■ **Assignment**: Below are entries; count the lines containing the string "unrecognized". The answer is that number alone.

■ **Listed entries**:
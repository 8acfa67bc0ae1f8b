//! The active style-tag stack and the rule table that turns tags into run formatting.

use super::constants::*;
use super::error::{Result, TranslateError};
use crate::config::ConvertConfig;
use crate::models::colors::RgbColor;

/// Stack-backed multiset of active style tags.
#[derive(Debug, Default)]
pub(crate) struct StyleStack {
    tags: Vec<String>,
}

/// Receipt for one `push`; must be handed back to `pop` on every exit path.
#[must_use]
#[derive(Debug)]
pub(crate) struct StyleFrame {
    base: usize,
    tags: Vec<String>,
}

impl StyleStack {
    pub(crate) fn push(&mut self, tags: Vec<String>) -> StyleFrame {
        let base = self.tags.len();
        self.tags.extend(tags.iter().cloned());
        StyleFrame { base, tags }
    }

    /// Removes the tags of `frame`. The stack is always unwound to the frame's
    /// base, even when the top does not hold what the frame pushed.
    pub(crate) fn pop(&mut self, frame: StyleFrame) -> Result<()> {
        let base = frame.base.min(self.tags.len());
        let found = self.tags.split_off(base);
        if frame.base != base || found != frame.tags {
            return Err(TranslateError::StyleMismatch {
                expected: frame.tags,
                found,
            });
        }
        Ok(())
    }

    pub(crate) fn active(&self) -> &[String] {
        &self.tags
    }

    pub(crate) fn contains(&self, tag: &str) -> bool {
        self.tags.iter().any(|t| t == tag)
    }

    /// True when text should go to the second body of a two-content slide.
    pub(crate) fn wants_secondary_body(&self) -> bool {
        TWO_CONTENT_MARKERS.iter().any(|m| self.contains(m)) && self.contains(FLOAT_RIGHT)
    }
}

/// Formatting derived from the active tags for one run.
#[derive(Debug, Default, PartialEq)]
pub(crate) struct StyleEffects {
    pub font_size: Option<f64>,
    pub font_family: Option<String>,
    pub color: Option<RgbColor>,
    /// Background fill for the table cell holding the run.
    pub cell_fill: Option<RgbColor>,
    pub unrecognized: Vec<String>,
}

/// Resolves every active tag, in push order, against the rule table.
/// Later tags override earlier ones.
pub(crate) fn resolve_styles(tags: &[String], in_cell: bool, config: &ConvertConfig) -> StyleEffects {
    let mut effects = StyleEffects::default();
    for tag in tags {
        if apply_tag(tag, tags, in_cell, config, &mut effects) {
            continue;
        }
        // Severity tags stand for a highlight tag; resolved once, no further rewriting.
        let rewritten = config
            .severity
            .get(tag.as_str())
            .map(|highlight| apply_highlight(highlight, in_cell, config, &mut effects));
        if rewritten != Some(true) {
            effects.unrecognized.push(tag.clone());
        }
    }
    effects
}

fn apply_tag(
    tag: &str,
    all: &[String],
    in_cell: bool,
    config: &ConvertConfig,
    effects: &mut StyleEffects,
) -> bool {
    let code = &config.code_colors;
    match tag {
        TINY => effects.font_size = Some(config.tiny_font_size),
        SMALL => effects.font_size = Some(config.small_font_size),
        MONOSPACE | PUNCTUATION => effects.font_family = Some(config.monospace_font.clone()),
        KEYWORD | OPERATOR => {
            effects.font_family = Some(config.monospace_font.clone());
            effects.color = Some(code.keyword);
        }
        NAME => {
            effects.font_family = Some(config.monospace_font.clone());
            if all.iter().any(|t| t == FUNCTION) {
                effects.color = Some(code.function);
            }
        }
        LITERAL => {
            effects.font_family = Some(config.monospace_font.clone());
            effects.color = Some(code.literal);
        }
        COMMENT => {
            effects.font_family = Some(config.monospace_font.clone());
            effects.color = Some(code.comment);
        }
        FUNCTION | FLOAT_RIGHT => {}
        t if t.starts_with(LAYOUT_TAG_PREFIX) || TWO_CONTENT_MARKERS.contains(&t) => {}
        t => {
            if let Some(color) = config.palette_color(t) {
                effects.color = Some(color);
            } else {
                return apply_highlight(t, in_cell, config, effects);
            }
        }
    }
    true
}

/// Handles `<color>-hl`: fills the cell inside tables, colors the text elsewhere.
fn apply_highlight(tag: &str, in_cell: bool, config: &ConvertConfig, effects: &mut StyleEffects) -> bool {
    let Some(color) = tag
        .strip_suffix(HIGHLIGHT_SUFFIX)
        .and_then(|name| config.palette_color(name))
    else {
        return false;
    };
    if in_cell {
        effects.cell_fill = Some(color);
    } else {
        effects.color = Some(color);
    }
    true
}

#[cfg(test)]
mod tests {
    use super::*;

    fn tags(values: &[&str]) -> Vec<String> {
        values.iter().map(|v| v.to_string()).collect()
    }

    #[test]
    fn push_pop_restores_previous_tags() {
        let mut stack = StyleStack::default();
        let outer = stack.push(tags(&["red"]));
        let inner = stack.push(tags(&["small", "red"]));
        assert_eq!(stack.active(), tags(&["red", "small", "red"]).as_slice());
        stack.pop(inner).unwrap();
        assert_eq!(stack.active(), tags(&["red"]).as_slice());
        stack.pop(outer).unwrap();
        assert!(stack.active().is_empty());
    }

    #[test]
    fn out_of_order_pop_is_a_fault_but_still_unwinds() {
        let mut stack = StyleStack::default();
        let outer = stack.push(tags(&["a"]));
        let _inner = stack.push(tags(&["b"]));
        let err = stack.pop(outer).unwrap_err();
        assert_eq!(
            err,
            TranslateError::StyleMismatch {
                expected: tags(&["a"]),
                found: tags(&["a", "b"]),
            }
        );
        assert!(stack.active().is_empty());
    }

    #[test]
    fn size_and_family_tags() {
        let config = ConvertConfig::default();
        let effects = resolve_styles(&tags(&["tiny", "monospace"]), false, &config);
        assert_eq!(effects.font_size, Some(16.0));
        assert_eq!(effects.font_family.as_deref(), Some("Courier New"));

        let effects = resolve_styles(&tags(&["tiny", "small"]), false, &config);
        assert_eq!(effects.font_size, Some(24.0));
    }

    #[test]
    fn code_tokens_pick_palette_colors() {
        let config = ConvertConfig::default();
        let code = &config.code_colors;
        let color = |t: &[&str]| resolve_styles(&tags(t), false, &config).color;
        assert_eq!(color(&["keyword"]), Some(code.keyword));
        assert_eq!(color(&["operator"]), Some(code.keyword));
        assert_eq!(color(&["name", "function"]), Some(code.function));
        assert_eq!(color(&["name"]), None);
        assert_eq!(color(&["literal"]), Some(code.literal));
        assert_eq!(color(&["comment"]), Some(code.comment));
        assert_eq!(color(&["punctuation"]), None);
    }

    #[test]
    fn highlight_fills_cells_and_colors_text_elsewhere() {
        let config = ConvertConfig::default();
        let red = config.palette_color("red");

        let in_cell = resolve_styles(&tags(&["red-hl"]), true, &config);
        assert_eq!((in_cell.cell_fill, in_cell.color), (red, None));

        let outside = resolve_styles(&tags(&["red-hl"]), false, &config);
        assert_eq!((outside.cell_fill, outside.color), (None, red));
    }

    #[test]
    fn severity_rewrites_to_highlight() {
        let config = ConvertConfig::default();
        let effects = resolve_styles(&tags(&["med"]), true, &config);
        assert_eq!(effects.cell_fill, config.palette_color("yellow"));
        let effects = resolve_styles(&tags(&["showstopper"]), false, &config);
        assert_eq!(effects.color, config.palette_color("red"));
        assert!(effects.unrecognized.is_empty());
    }

    #[test]
    fn unknown_tags_are_reported_not_applied() {
        let config = ConvertConfig::default();
        let effects = resolve_styles(&tags(&["sparkly", "teal-hl", "pptx-segue", "float-right"]), false, &config);
        assert_eq!(effects.unrecognized, tags(&["sparkly", "teal-hl"]));
        assert_eq!(effects.color, None);
    }

    #[test]
    fn secondary_body_needs_both_markers() {
        let mut stack = StyleStack::default();
        let section = stack.push(tags(&["pptx-two-content"]));
        assert!(!stack.wants_secondary_body());
        let right = stack.push(tags(&["float-right"]));
        assert!(stack.wants_secondary_body());
        stack.pop(right).unwrap();
        stack.pop(section).unwrap();
    }
}
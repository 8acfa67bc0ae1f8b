//! The source document tree: an already-parsed reStructuredText doctree.
//!
//! Trees can be built in code with the [`Node`] builder methods, deserialized
//! from JSON, or loaded from the XML that docutils writes.

mod error;
mod node;
mod xml;

pub use error::{DoctreeError, Result};
pub use node::{Node, NodeKind};
pub use xml::parse_docutils_xml;
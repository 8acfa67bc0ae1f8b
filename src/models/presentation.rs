use serde::{Deserialize, Serialize};

use crate::models::common::{inches, Emu, Size};
use crate::models::placeholder::LayoutKind;
use crate::models::slide::Slide;

/// A slide deck under construction.
/// Slides are only ever appended; only the last slide is mutated while building.
#[derive(Debug, Clone, PartialEq, Serialize, Deserialize)]
#[serde(rename_all = "camelCase")]
pub struct Presentation {
    /// The size of every slide in the deck.
    pub page_size: Size,

    /// The title of the presentation, taken from the title slide if there is one.
    #[serde(skip_serializing_if = "Option::is_none")]
    pub title: Option<String>,

    /// The slides in the presentation, in order.
    pub slides: Vec<Slide>,
}

impl Default for Presentation {
    /// An empty deck with the stock 10in x 7.5in page size.
    fn default() -> Self {
        Self::with_size(inches(10.0), inches(7.5))
    }
}

impl Presentation {
    pub fn new() -> Self {
        Self::default()
    }

    pub fn with_size(width: Emu, height: Emu) -> Self {
        Self {
            page_size: Size { width, height },
            title: None,
            slides: Vec::new(),
        }
    }

    pub fn slide_width(&self) -> Emu {
        self.page_size.width
    }

    pub fn slide_height(&self) -> Emu {
        self.page_size.height
    }

    /// Appends a new slide of the given layout and returns it.
    pub fn add_slide(&mut self, layout: LayoutKind) -> &mut Slide {
        let object_id = format!("slide{}", self.slides.len() + 1);
        let slide = Slide::new(object_id, layout, self.page_size.width, self.page_size.height);
        self.slides.push(slide);
        let last = self.slides.len() - 1;
        &mut self.slides[last]
    }

    /// The slide currently being built.
    pub fn current_slide(&self) -> Option<&Slide> {
        self.slides.last()
    }

    pub fn current_slide_mut(&mut self) -> Option<&mut Slide> {
        self.slides.last_mut()
    }
}

#[cfg(test)]
mod tests {
    use super::*;

    #[test]
    fn add_slide_appends_and_becomes_current() {
        let mut deck = Presentation::new();
        assert!(deck.current_slide().is_none());
        deck.add_slide(LayoutKind::Title);
        deck.add_slide(LayoutKind::Segue).set_title("Intro");

        assert_eq!(deck.slides.len(), 2);
        let current = deck.current_slide().unwrap();
        assert_eq!(current.layout, LayoutKind::Segue);
        assert_eq!(current.title.as_deref(), Some("Intro"));
        assert_eq!(current.object_id, "slide2");
    }

    #[test]
    fn serializes_to_camel_case_json() {
        let mut deck = Presentation::new();
        deck.add_slide(LayoutKind::Content).set_title("Hello");
        let json = serde_json::to_value(&deck).unwrap();
        assert_eq!(json["pageSize"]["width"], 9_144_000);
        assert_eq!(json["slides"][0]["layout"], "CONTENT");
        assert_eq!(json["slides"][0]["title"], "Hello");
    }
}
//! Depth-first walk of the document tree with an enter and an exit step per node.

use std::collections::HashSet;
use std::path::PathBuf;

use super::constants::{LAYOUT_TAG_PREFIX, MONOSPACE, STATUS_LABEL};
use super::emit::ParagraphSpec;
use super::error::{ConversionWarning, Result};
use super::lists::ListKind;
use super::state::{SlidePhase, TraversalState};
use crate::config::ConvertConfig;
use crate::doctree::{Node, NodeKind};
use crate::fetch::ImageFetcher;
use crate::models::common::Frame;
use crate::models::placeholder::LayoutKind;
use crate::models::presentation::Presentation;
use crate::models::properties::Alignment;
use crate::models::shape::ShapeType;

/// Result of entering a node. A fault is the `Err` side of the enter step.
#[derive(Debug, Clone, Copy, PartialEq, Eq)]
pub(crate) enum VisitAction {
    Continue,
    /// The node consumed its subtree; its exit step still runs.
    SkipChildren,
}

/// One conversion in progress. Owns the deck until the walk completes.
pub(crate) struct Translator<'a> {
    pub(super) deck: Presentation,
    pub(super) state: TraversalState,
    pub(super) config: &'a ConvertConfig,
    pub(super) fetcher: &'a dyn ImageFetcher,
    /// Directory local image paths are resolved against.
    pub(super) base_dir: PathBuf,
    pub(super) warnings: Vec<ConversionWarning>,
    reported_styles: HashSet<String>,
}

/// Tags a node pushes: its classes plus any implied by its kind.
fn style_tags(node: &Node) -> Vec<String> {
    let mut tags = node.classes.clone();
    if matches!(
        node.kind,
        NodeKind::Literal | NodeKind::TitleReference | NodeKind::LiteralBlock
    ) {
        tags.push(MONOSPACE.to_string());
    }
    tags
}

/// Layout named by the last `pptx-` tag of a section; an unrecognized one means the default.
fn section_layout(node: &Node) -> LayoutKind {
    node.classes
        .iter()
        .rev()
        .find(|tag| tag.starts_with(LAYOUT_TAG_PREFIX))
        .and_then(|tag| LayoutKind::from_style_tag(tag))
        .unwrap_or_default()
}

impl<'a> Translator<'a> {
    pub(crate) fn new(
        deck: Presentation,
        config: &'a ConvertConfig,
        fetcher: &'a dyn ImageFetcher,
        base_dir: PathBuf,
    ) -> Self {
        Self {
            deck,
            state: TraversalState::default(),
            config,
            fetcher,
            base_dir,
            warnings: Vec::new(),
            reported_styles: HashSet::new(),
        }
    }

    pub(crate) fn finish(self) -> (Presentation, Vec<ConversionWarning>) {
        (self.deck, self.warnings)
    }

    /// Visits `node` and its subtree. The node's style tags are popped on
    /// every path out, including a fault.
    pub(crate) fn walk(&mut self, node: &Node, parent: Option<&NodeKind>) -> Result<()> {
        let frame = self.state.styles.push(style_tags(node));
        let visited = self.visit(node, parent);
        let popped = self.state.styles.pop(frame);
        visited.and(popped)
    }

    fn visit(&mut self, node: &Node, parent: Option<&NodeKind>) -> Result<()> {
        log::debug!("enter <{}>", node.kind);
        if self.enter(node, parent)? == VisitAction::Continue {
            for child in &node.children {
                self.walk(child, Some(&node.kind))?;
            }
        }
        log::debug!("exit <{}>", node.kind);
        self.exit(node)
    }

    fn enter(&mut self, node: &Node, parent: Option<&NodeKind>) -> Result<VisitAction> {
        use NodeKind::*;
        use VisitAction::*;

        let action = match &node.kind {
            TGroup => return self.enter_table_group(node),
            Section => {
                self.enter_section(node);
                Continue
            }
            Title => {
                self.enter_title(node, parent)?;
                SkipChildren
            }
            Subtitle | Term | LiteralBlock => {
                self.begin_paragraph(&node.kind, self.plain_paragraph())?;
                Continue
            }
            Paragraph => {
                self.begin_paragraph(&node.kind, self.list_paragraph())?;
                Continue
            }
            Text => {
                if let Some(text) = &node.text {
                    self.emit_text(text)?;
                }
                SkipChildren
            }
            BulletList => {
                self.state.lists.enter(ListKind::Bullet);
                Continue
            }
            EnumeratedList => {
                self.state.lists.enter(ListKind::Numbered);
                Continue
            }
            Definition => {
                self.state.definition_depth += 1;
                Continue
            }
            BlockQuote => {
                self.enter_block_quote(node);
                Continue
            }
            Attribution => self.aligned(node, Alignment::Right)?,
            Caption => self.aligned(node, Alignment::Center)?,
            Author | Date | Version | Copyright => self.aligned(node, Alignment::Left)?,
            Status => {
                self.aligned(node, Alignment::Left)?;
                self.emit_text(STATUS_LABEL)?;
                Continue
            }
            Row => {
                self.enter_row()?;
                Continue
            }
            Entry => return self.enter_entry(node),
            Reference => {
                self.state.links.push(node.attr("refuri").map(str::to_string));
                Continue
            }
            Strong => {
                self.state.bold_depth += 1;
                Continue
            }
            Emphasis => {
                self.state.italic_depth += 1;
                Continue
            }
            Image => {
                self.insert_image(node);
                SkipChildren
            }
            SubstitutionDefinition | Comment | SystemMessage => SkipChildren,
            Document | Table | ColSpec | THead | TBody | ListItem | DefinitionList
            | DefinitionListItem | Topic | TitleReference | Literal | Inline | Container
            | Figure | Docinfo | Decoration | Header | Footer | Target | Transition => Continue,
            Unknown(tag) => {
                self.warn(ConversionWarning::UnknownNode { tag: tag.clone() });
                Continue
            }
        };
        Ok(action)
    }

    fn exit(&mut self, node: &Node) -> Result<()> {
        use NodeKind::*;

        match &node.kind {
            Section => self.state.exit_section()?,
            BulletList | EnumeratedList => self.state.lists.exit()?,
            Definition => self.state.definition_depth = self.state.definition_depth.saturating_sub(1),
            BlockQuote => self.state.exit_block_quote()?,
            TGroup => self.exit_table_group()?,
            Row => self.exit_row()?,
            Entry => self.exit_entry(node)?,
            Reference => {
                self.state.links.pop();
            }
            Strong => self.state.bold_depth = self.state.bold_depth.saturating_sub(1),
            Emphasis => self.state.italic_depth = self.state.italic_depth.saturating_sub(1),
            _ => {}
        }
        Ok(())
    }

    /// A top-level section opens a new slide; deeper ones add to it.
    fn enter_section(&mut self, node: &Node) {
        if self.state.section_depth == 0 {
            let layout = section_layout(node);
            let slide = self.deck.add_slide(layout);
            log::debug!("New {:?} slide {}", layout, slide.object_id);
            self.state.phase = SlidePhase::BodySlideOpen;
            self.state.block_quote = None;
        }
        self.state.enter_section();
    }

    fn enter_title(&mut self, node: &Node, parent: Option<&NodeKind>) -> Result<()> {
        let text = node.flattened_text();
        let in_topic = parent == Some(&NodeKind::Topic);
        match self.state.section_depth {
            0 if !in_topic && self.deck.slides.is_empty() => {
                self.deck.add_slide(LayoutKind::Title).set_title(text.clone());
                self.deck.title = Some(text);
                self.state.phase = SlidePhase::TitleSlideOpen;
            }
            1 => match self.deck.current_slide_mut() {
                Some(slide) => slide.set_title(text),
                None => self.warn(ConversionWarning::NoSlide {
                    tag: node.kind.tag().to_string(),
                }),
            },
            _ => self.emit_heading(&node.kind, &text)?,
        }
        Ok(())
    }

    /// Opens a rounded box along the bottom of the slide for the quote's text.
    fn enter_block_quote(&mut self, node: &Node) {
        let (width, height) = (self.deck.slide_width(), self.deck.slide_height());
        let (margin, unit) = (self.config.margin, self.config.block_quote_unit);
        let shape = match self.deck.current_slide_mut() {
            Some(slide) => Some(slide.add_shape(
                ShapeType::RoundRectangle,
                Frame::new(
                    margin,
                    height - margin - 2 * unit,
                    width - 2 * margin,
                    2 * unit,
                ),
            )),
            None => {
                self.warn(ConversionWarning::NoSlide {
                    tag: node.kind.tag().to_string(),
                });
                None
            }
        };
        self.state.enter_block_quote(shape);
    }

    fn aligned(&mut self, node: &Node, alignment: Alignment) -> Result<VisitAction> {
        self.begin_paragraph(&node.kind, ParagraphSpec::aligned(alignment))?;
        Ok(VisitAction::Continue)
    }

    /// Logs and records a recoverable problem.
    pub(super) fn warn(&mut self, warning: ConversionWarning) {
        log::warn!("{}", warning);
        self.warnings.push(warning);
    }

    /// Reports an unrecognized style tag once per conversion.
    pub(super) fn warn_style(&mut self, tag: String) {
        if self.reported_styles.insert(tag.clone()) {
            self.warn(ConversionWarning::UnknownStyle { tag });
        }
    }
}
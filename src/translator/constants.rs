//! Style tag names with fixed meaning to the translator.

/// Selects the fixed-width font family.
pub const MONOSPACE: &str = "monospace";

/// Font size tags.
pub const TINY: &str = "tiny";
pub const SMALL: &str = "small";

/// Code token tags emitted by syntax highlighting.
pub const KEYWORD: &str = "keyword";
pub const OPERATOR: &str = "operator";
pub const NAME: &str = "name";
pub const LITERAL: &str = "literal";
pub const COMMENT: &str = "comment";
pub const PUNCTUATION: &str = "punctuation";
/// Qualifies `name`: the name is a function.
pub const FUNCTION: &str = "function";

/// Suffix turning a palette color into a highlight tag (`red-hl`).
pub const HIGHLIGHT_SUFFIX: &str = "-hl";

/// Either marks a two-content section; together with `float-right` text goes
/// to the second body.
pub const TWO_CONTENT_MARKERS: [&str; 2] = ["pptx-two-content", "two-content"];
pub const FLOAT_RIGHT: &str = "float-right";

/// Prefix of section tags that choose a slide layout.
pub const LAYOUT_TAG_PREFIX: &str = "pptx-";

/// Leading run written for a `status` docinfo field.
pub const STATUS_LABEL: &str = "Status: ";

/// Pictures are sized at this resolution when the image carries none we read.
pub const DEFAULT_IMAGE_DPI: f64 = 72.0;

■ **Solution**: 6